Et cependant il distança rapidement l'abomination magique qui progressait à un rythme peu soutenu, sans doute en raison de la résistance que lui opposait toute cette matière daedrique. Ne s'accordant que quelques secondes pour souffler il s'apprêta à reprendre son chemin quand il vit des silhouettes massives qui entouraient la porte. Le fait qu'il y ait plus d'un survivant était intéressant, tout comme le fait qu'ils ne soient pas encore passés dans le monde réel. Mais quoiqu'il en soit Fyr n'avait pas le temps. Puisant dans ses réserves déclinantes il se jeta un sort d'invisibilité et parvint au niveau des créatures. Et, lui qui pensait avoir son quota de surprise, fut à nouveau stupéfait. Il connaissait ces choses de pure obsidienne, luisantes et mortelles pouvant détruire les champs magiques, d'une vitesse inégalable pouvant passer d'une dimension à une autre. On les appelait les Spectres du Portail et ils ne se matérialisaient dans les dimensions connues que très rarement et selon des règles qui échappaient aux autres formes de vies. Cependant on savait qu'ils étaient très dangereux. Mortels. Et qu'ils aspiraient et détectaient la magie et les magiciens.

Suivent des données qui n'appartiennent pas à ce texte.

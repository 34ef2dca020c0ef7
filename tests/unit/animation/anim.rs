use super::*;

fn ramp(repeat: f64) -> Animation<f64> {
    Animation::new(
        vec![Keyframe::new(0.0, 0.0), Keyframe::new(10.0, 100.0)],
        repeat,
        Sensor::clock(1_000.0, 10.0),
    )
}

fn at(offset: f64) -> SampleCtx {
    SampleCtx::at(1_000.0 + offset)
}

#[test]
fn samples_within_first_iteration() {
    let anim = ramp(1.0);
    assert_eq!(anim.sample(at(2.5)).unwrap(), 25.0);
}

#[test]
fn wraps_while_repeating() {
    let anim = ramp(3.0);
    assert_eq!(anim.sample(at(12.5)).unwrap(), 25.0);
    assert_eq!(anim.sample(at(27.5)).unwrap(), 75.0);
}

#[test]
fn holds_end_of_span_after_last_iteration() {
    let anim = ramp(2.0);
    assert_eq!(anim.sample(at(25.0)).unwrap(), 100.0);
    assert_eq!(anim.sample(at(1_000.0)).unwrap(), 100.0);
}

#[test]
fn infinite_repeat_never_stops() {
    let anim = ramp(f64::INFINITY);
    assert_eq!(anim.sample(at(1_000_005.0)).unwrap(), 50.0);
}

#[test]
fn before_start_wraps_into_span() {
    let anim = ramp(1.0);
    assert_eq!(anim.sample(at(-2.5)).unwrap(), 75.0);
}

#[test]
fn single_keyframe_is_constant() {
    let anim = Animation::new(vec![Keyframe::new(0.0, 7.0)], 1.0, Sensor::clock(0.0, 0.0));
    assert_eq!(anim.sample(SampleCtx::at(123.0)).unwrap(), 7.0);
}

#[test]
fn validate_checks_repeat_and_keys() {
    assert!(ramp(1.0).validate().is_ok());
    assert!(ramp(f64::INFINITY).validate().is_ok());
    assert!(ramp(-1.0).validate().is_err());
    assert!(ramp(f64::NAN).validate().is_err());

    let empty: Animation<f64> = Animation::new(vec![], 1.0, Sensor::clock(0.0, 0.0));
    assert!(empty.validate().is_err());
    assert!(empty.sample(SampleCtx::at(0.0)).is_err());
}

#[test]
fn repeat_defaults_to_one_in_json() {
    let anim: Animation<f64> = serde_json::from_str(
        r#"{"keyframes":[{"position":0,"value":1}],"sensor":{"kind":"clock","reference":0}}"#,
    )
    .unwrap();
    assert_eq!(anim.repeat, 1.0);
}
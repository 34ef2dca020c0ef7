use crate::{
    animation::keyframe::{Keyframe, Lerp, blend, validate_keys},
    animation::sensor::{SampleCtx, Sensor},
    foundation::error::{LedError, LedResult},
};

/// Keyframed value driven by a sensor.
///
/// The sensor reading is the position on the keyframe spectrum. The keyframe span repeats
/// `repeat` times and then holds at the end of the span.
#[derive(Clone, Debug, PartialEq, serde::Serialize, serde::Deserialize)]
pub struct Animation<T> {
    /// Stops sorted by position.
    pub keyframes: Vec<Keyframe<T>>,
    /// Number of iterations; `inf` repeats forever.
    #[serde(default = "default_repeat")]
    pub repeat: f64,
    /// Position source.
    pub sensor: Sensor,
}

fn default_repeat() -> f64 {
    1.0
}

impl<T> Animation<T>
where
    T: Lerp + Clone,
{
    /// Construct an animation.
    pub fn new(keyframes: Vec<Keyframe<T>>, repeat: f64, sensor: Sensor) -> Self {
        Self {
            keyframes,
            repeat,
            sensor,
        }
    }

    /// Distance between first and last keyframe.
    pub fn length(&self) -> f64 {
        match (self.keyframes.first(), self.keyframes.last()) {
            (Some(first), Some(last)) => last.position - first.position,
            _ => 0.0,
        }
    }

    /// Keys must be non-empty, finite and sorted; `repeat` must be `>= 0` (infinity allowed).
    pub fn validate(&self) -> LedResult<()> {
        validate_keys(&self.keyframes)?;
        if self.repeat.is_nan() || self.repeat < 0.0 {
            return Err(LedError::animation("repeat must be >= 0"));
        }
        Ok(())
    }

    /// Value at the sensor's current reading.
    pub fn sample(&self, ctx: SampleCtx) -> LedResult<T> {
        let pos = self.sensor.value(ctx);
        let length = self.length();
        if length <= 0.0 {
            return self
                .keyframes
                .first()
                .map(|k| k.value.clone())
                .ok_or_else(|| LedError::animation("animation has no keyframes"));
        }

        let at = if pos <= self.repeat * length {
            pos.rem_euclid(length)
        } else {
            length
        };
        blend(&self.keyframes, at)
    }
}

#[cfg(test)]
#[path = "../../tests/unit/animation/anim.rs"]
mod tests;
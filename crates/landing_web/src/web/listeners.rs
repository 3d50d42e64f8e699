use std::rc::Rc;

use landing::controller::ClickTarget;
use landing::PageError;
use leptos::prelude::window;
use tracing::{debug, warn};
use wasm_bindgen::closure::Closure;
use wasm_bindgen::JsCast;
use web_sys::{Event, EventTarget, KeyboardEvent, Node};

use super::effects::js_error;
use super::probe::DomProbe;
use super::Page;

/// Adds an event listener that lives as long as the page.
pub(super) fn listen(
    target: &EventTarget,
    event: &str,
    handler: impl FnMut(Event) + 'static,
) -> Result<(), PageError> {
    let cb = Closure::wrap(Box::new(handler) as Box<dyn FnMut(Event)>);
    target
        .add_event_listener_with_callback(event, cb.as_ref().unchecked_ref())
        .map_err(|e| js_error(&format!("addEventListener({event})"), e))?;
    cb.forget();
    Ok(())
}

pub(super) fn bind_all(page: &Rc<Page>) -> Result<(), PageError> {
    bind_navigation(page)?;
    bind_nav_links(page)?;
    bind_contact_form(page)?;
    bind_window(page)?;
    Ok(())
}

fn bind_navigation(page: &Rc<Page>) -> Result<(), PageError> {
    let els = &page.elements;

    let p = Rc::clone(page);
    listen(&els.toggle, "click", move |ev| {
        p.dispatch(Some(&ev), |c| c.on_toggle_click())
    })?;

    let p = Rc::clone(page);
    listen(&els.document, "click", move |ev| {
        let target = click_target(&p, &ev);
        p.dispatch(Some(&ev), |c| c.on_document_click(target))
    })?;

    let p = Rc::clone(page);
    listen(&els.document, "keydown", move |ev| {
        let Some(key) = ev.dyn_ref::<KeyboardEvent>().map(KeyboardEvent::key) else {
            return;
        };
        p.dispatch(Some(&ev), |c| c.on_key(&key))
    })?;

    Ok(())
}

fn bind_nav_links(page: &Rc<Page>) -> Result<(), PageError> {
    for link in &page.elements.nav_links {
        let p = Rc::clone(page);
        let anchor = link.clone();
        listen(link, "click", move |ev| {
            let href = anchor.get_attribute("href").unwrap_or_default();
            let probe = DomProbe {
                document: &p.elements.document,
                navbar: &p.elements.navbar,
            };
            p.dispatch(Some(&ev), |c| c.on_nav_link_click(&href, &probe))
        })?;
    }
    Ok(())
}

fn bind_contact_form(page: &Rc<Page>) -> Result<(), PageError> {
    let Some(form) = &page.elements.form else {
        if let Some(unbound) = &page.elements.unbound_form {
            // Keep the browser from posting a half-wired form and navigating away.
            listen(unbound, "submit", |ev| {
                ev.prevent_default();
                warn!("contact form is missing fields; submission ignored");
            })?;
        } else {
            debug!("no contact form; skipping form bindings");
        }
        return Ok(());
    };

    let p = Rc::clone(page);
    listen(&form.form, "submit", move |ev| {
        let Some(form) = &p.elements.form else {
            return;
        };
        let input = form.read();
        p.dispatch(Some(&ev), |c| c.on_submit(&input))
    })?;

    if form.char_count.is_some() {
        let p = Rc::clone(page);
        listen(form.message.html(), "input", move |ev| {
            let Some(form) = &p.elements.form else {
                return;
            };
            let text = form.message.value();
            p.dispatch(Some(&ev), |c| c.on_message_input(&text))
        })?;
    }

    Ok(())
}

fn bind_window(page: &Rc<Page>) -> Result<(), PageError> {
    let win = window();

    let p = Rc::clone(page);
    let w = win.clone();
    listen(&win, "scroll", move |ev| {
        let offset = w.scroll_y().unwrap_or(0.0);
        p.dispatch(Some(&ev), |c| c.on_scroll(offset))
    })?;

    let p = Rc::clone(page);
    listen(&win, "pagehide", move |ev| {
        p.dispatch(Some(&ev), |c| c.on_page_hide())
    })?;

    Ok(())
}

fn click_target(page: &Page, ev: &Event) -> ClickTarget {
    let Some(node) = ev.target().and_then(|t| t.dyn_into::<Node>().ok()) else {
        return ClickTarget::default();
    };
    ClickTarget {
        inside_menu: page.elements.menu.contains(Some(&node)),
        on_toggle: page.elements.toggle.contains(Some(&node)),
    }
}
//! Scroll-reactive navbar.

use crate::config::NavbarConfig;

pub const TRANSFORM_SHOWN: &str = "translateY(0)";
pub const TRANSFORM_HIDDEN: &str = "translateY(-100%)";

/// What the navbar should look like after a scroll event.
#[derive(Debug, Clone, Copy, PartialEq, Eq)]
pub struct NavbarLook {
    pub scrolled: bool,
    pub hidden: bool,
}

impl NavbarLook {
    pub fn transform(self) -> &'static str {
        if self.hidden {
            TRANSFORM_HIDDEN
        } else {
            TRANSFORM_SHOWN
        }
    }
}

/// Remembers only the previous offset; everything else is recomputed.
#[derive(Debug, Clone, Default)]
pub struct ScrollTracker {
    last_offset: f64,
}

impl ScrollTracker {
    pub fn new() -> Self {
        Self::default()
    }

    pub fn last_offset(&self) -> f64 {
        self.last_offset
    }

    pub fn observe(&mut self, offset: f64, cfg: &NavbarConfig) -> NavbarLook {
        // Overscroll bounce reports negative offsets.
        let offset = if offset.is_finite() { offset.max(0.0) } else { 0.0 };
        let scrolling_down = offset > self.last_offset;
        self.last_offset = offset;
        NavbarLook {
            scrolled: offset > cfg.scrolled_after,
            hidden: scrolling_down && offset > cfg.hide_after,
        }
    }
}

#[cfg(test)]
mod tests {
    use super::*;

    #[test]
    fn reacts_to_offset_sequence() {
        let cfg = NavbarConfig::default();
        let mut t = ScrollTracker::new();

        let look = t.observe(0.0, &cfg);
        assert!(!look.scrolled && !look.hidden);

        let look = t.observe(60.0, &cfg);
        assert!(look.scrolled);
        assert!(!look.hidden);

        let look = t.observe(150.0, &cfg);
        assert!(look.scrolled);
        assert!(look.hidden);
        assert_eq!(look.transform(), TRANSFORM_HIDDEN);

        let look = t.observe(80.0, &cfg);
        assert!(look.scrolled);
        assert!(!look.hidden);
        assert_eq!(look.transform(), TRANSFORM_SHOWN);
    }

    #[test]
    fn thresholds_are_strict() {
        let cfg = NavbarConfig::default();
        let mut t = ScrollTracker::new();
        assert!(!t.observe(50.0, &cfg).scrolled);
        assert!(!t.observe(100.0, &cfg).hidden);
        assert!(t.observe(101.0, &cfg).hidden);
        // Same offset again is not "scrolling down".
        assert!(!t.observe(101.0, &cfg).hidden);
    }

    #[test]
    fn negative_offsets_count_as_top() {
        let cfg = NavbarConfig::default();
        let mut t = ScrollTracker::new();
        let look = t.observe(-40.0, &cfg);
        assert!(!look.scrolled && !look.hidden);
        assert_eq!(t.last_offset(), 0.0);
    }
}
use std::cell::RefCell;
use std::rc::Rc;

use landing::{Effect, PageConfig, PageController, PageError};
use leptos::prelude::document;
use tracing::{debug, error, info, warn};

mod config;
mod effects;
mod elements;
mod listeners;
mod logging;
mod probe;
mod timer;

use config::ConfigSource;
use elements::PageElements;
use timer::SubmitTimers;

/// Everything the bound listeners share. Held in one `Rc` for the life of the
/// page; the listeners are leaked into the JS heap with it.
pub(super) struct Page {
    pub(super) config: PageConfig,
    pub(super) controller: RefCell<PageController>,
    pub(super) elements: PageElements,
    pub(super) timers: RefCell<SubmitTimers>,
}

impl Page {
    /// Runs one controller handler, then applies what it returned. The
    /// controller borrow ends before any effect touches the DOM.
    pub(super) fn dispatch(
        self: &Rc<Self>,
        event: Option<&web_sys::Event>,
        handler: impl FnOnce(&mut PageController) -> Vec<Effect>,
    ) {
        let out = {
            let mut controller = self.controller.borrow_mut();
            handler(&mut controller)
        };
        effects::apply(self, event, out);
    }
}

pub fn start() {
    let doc = document();
    if doc.ready_state() == "loading" {
        let target: &web_sys::EventTarget = doc.as_ref();
        if let Err(e) = listeners::listen(target, "DOMContentLoaded", move |_ev| boot()) {
            // Logging is not up yet; fall back to the console directly.
            web_sys::console::error_1(&e.to_string().into());
        }
    } else {
        boot();
    }
}

fn boot() {
    let doc = document();
    let (cfg, source) = config::load_page_config(&doc);
    logging::init(cfg.log_level);

    match source {
        ConfigSource::Defaults => debug!("no page config block; using defaults"),
        ConfigSource::Page => debug!("loaded page config from #{}", config::CONFIG_ELEMENT_ID),
        ConfigSource::Fallback(e) => warn!("ignoring page config: {e}"),
    }

    match mount(cfg) {
        Ok(page) => info!(
            "landing page wired: {} nav links, contact form {}",
            page.elements.nav_links.len(),
            if page.elements.form.is_some() { "bound" } else { "absent" }
        ),
        Err(e) => error!("landing page not wired: {e}"),
    }
}

fn mount(cfg: PageConfig) -> Result<Rc<Page>, PageError> {
    let elements = PageElements::find(&document(), &cfg)?;
    let controller = PageController::new(cfg.clone());
    let init = controller.init_effects();

    let page = Rc::new(Page {
        config: cfg,
        controller: RefCell::new(controller),
        elements,
        timers: RefCell::new(SubmitTimers::default()),
    });

    effects::apply(&page, None, init);
    listeners::bind_all(&page)?;
    Ok(page)
}
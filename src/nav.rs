//! Open/closed state of the mobile navigation menu.
//!
//! The menu's `active` class and the body scroll lock are both derived from
//! the single `open` flag, so they cannot disagree.

#[derive(Debug, Clone, Copy, PartialEq, Eq, Default)]
pub struct NavState {
    open: bool,
}

/// Something that can open or close the menu.
#[derive(Debug, Clone, Copy, PartialEq, Eq)]
pub enum NavTrigger {
    ToggleClicked,
    LinkClicked,
    /// A click that landed outside both the menu panel and the toggle control.
    OutsideClicked,
    Escape,
}

impl NavState {
    pub fn new() -> Self {
        Self::default()
    }

    pub fn is_open(self) -> bool {
        self.open
    }

    pub fn scroll_locked(self) -> bool {
        self.open
    }

    pub fn body_overflow(self) -> &'static str {
        overflow_for(self.open)
    }

    /// Applies a trigger. Returns the new open state if it changed.
    pub fn apply(&mut self, trigger: NavTrigger) -> Option<bool> {
        let next = match trigger {
            NavTrigger::ToggleClicked => !self.open,
            NavTrigger::LinkClicked | NavTrigger::OutsideClicked | NavTrigger::Escape => false,
        };
        if next == self.open {
            return None;
        }
        self.open = next;
        Some(next)
    }
}

/// Value for the body's `overflow` style; empty clears the inline property.
pub fn overflow_for(open: bool) -> &'static str {
    if open {
        "hidden"
    } else {
        ""
    }
}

Et Fyr était un grand mage. Le coup combiné porté par les trois bras armé luisants des créatures l'assomma, lui déchira les muscles du torse et commença à lentement pomper sa magie. Lentement mais sûrement il était vidé de son sang, de ses forces, de sa raison. Une larme coula sur son visage à l'idée qu'il allait mourir sans rien connaître de la vie au-delà de la magie, une autre en se disant que sa vie avait décidément été celle d'un mage jusqu'à la fin et qu'il ne pourrait jamais tenir la promesse qu'il avait faite à ses femmes. Mais soudain un miracle se produisit. Au moment où Fyr allait glisser dans les ténèbres dont on ne se relevait pas une lumière violente entoura son corps et fit reculer ses agresseurs, finissant par l'aveugler lui-même.


Et quand il osa rouvrir les yeux… il se retrouva sur un lit de soie blanche qu'il tâchait honteusement de son sang. Pourvu que les propriétaires dudit lit n'en soient pas offusqués au point de lui refuser les soins dont il avait besoin, se dit il avant de sombrer dans l'inconscience.

***

Dans le ciel de Morrowind, 19 Soirétoile

« Laissez nous seuls »

Tous les mages se retirèrent et ils furent, effectivement, seuls. Une chimere d'une exceptionnelle beauté aux cheveux d'un roux flamboyant, vêtue d'une sobre tunique blanche, allongée sur un autel magique parcouru d'énergie et un dunmer dans une lourde armure noire. Ce dernier ne connaissait pas la peur et avait oublié la plupart des faiblesses inhérentes aux sentiments, ce qui ne l'empêcha pas de ressentir un frisson inexplicable quand il s'apprêta à prendre la parole. Pour se redonner une contenance il défit son casque et le tint sous le bras. Et cependant il se refusait toujours à briser l'étrange silence qui s'était instauré dans la pièce, malgré tous ses efforts aucun son ne sortait de ses lèvres. Quelle honte pour un être de sa sorte, d'être paralysé par un reliquat d'émotion d'avant son ascension. Il fut libéré – quoique bien plus tendu – quand, enfin, la femme prit la parole.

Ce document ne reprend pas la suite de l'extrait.